DATA IN THIS EXERCISE =>
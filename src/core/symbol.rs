//! Identifier trait shared by states and inputs.
//!
//! States and inputs are small dense identifiers. Anything that can report a
//! stable index and a display name can drive the engine, whether a bare
//! integer or a symbolic enum generated with [`symbol_enum!`](crate::symbol_enum).

use std::borrow::Cow;
use std::fmt::Debug;
use std::hash::Hash;

/// Trait for state and input identifiers.
///
/// # Required Traits
///
/// - `Copy`: identifiers are passed by value through every registry
/// - `Eq` + `Hash`: identifiers key the transition table and action registries
/// - `Debug`: identifiers appear in diagnostics
/// - `Send` + `Sync`: engines are shareable across threads
///
/// # Example
///
/// ```rust
/// use fsmkit::core::Symbol;
///
/// #[derive(Clone, Copy, PartialEq, Eq, Hash, Debug)]
/// enum Light {
///     Red,
///     Green,
/// }
///
/// impl Symbol for Light {
///     fn index(&self) -> usize {
///         *self as usize
///     }
///
///     fn name(&self) -> std::borrow::Cow<'_, str> {
///         match self {
///             Self::Red => "Red".into(),
///             Self::Green => "Green".into(),
///         }
///     }
/// }
///
/// assert_eq!(Light::Green.index(), 1);
/// assert_eq!(Light::Red.name(), "Red");
/// ```
pub trait Symbol: Copy + Eq + Hash + Debug + Send + Sync + 'static {
    /// Dense non-negative index used for bitset membership.
    ///
    /// Two distinct identifiers of the same type must never share an index.
    /// Registries size their storage to the highest index, and reject any
    /// index at or above [`CompactSet::MAX_SLOTS`](crate::core::CompactSet::MAX_SLOTS).
    fn index(&self) -> usize;

    /// Name for display and logging.
    ///
    /// Default implementation renders the index.
    fn name(&self) -> Cow<'_, str> {
        Cow::Owned(self.index().to_string())
    }
}

macro_rules! impl_symbol_for_unsigned {
    ($($ty:ty),*) => {
        $(
            impl Symbol for $ty {
                fn index(&self) -> usize {
                    *self as usize
                }
            }
        )*
    };
}

impl_symbol_for_unsigned!(u8, u16, u32, usize);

PROBLEM DETAILS => For the data shown above, give the number of lines where the word "core" appears, and nothing else.

RESPONSE BELOW => 3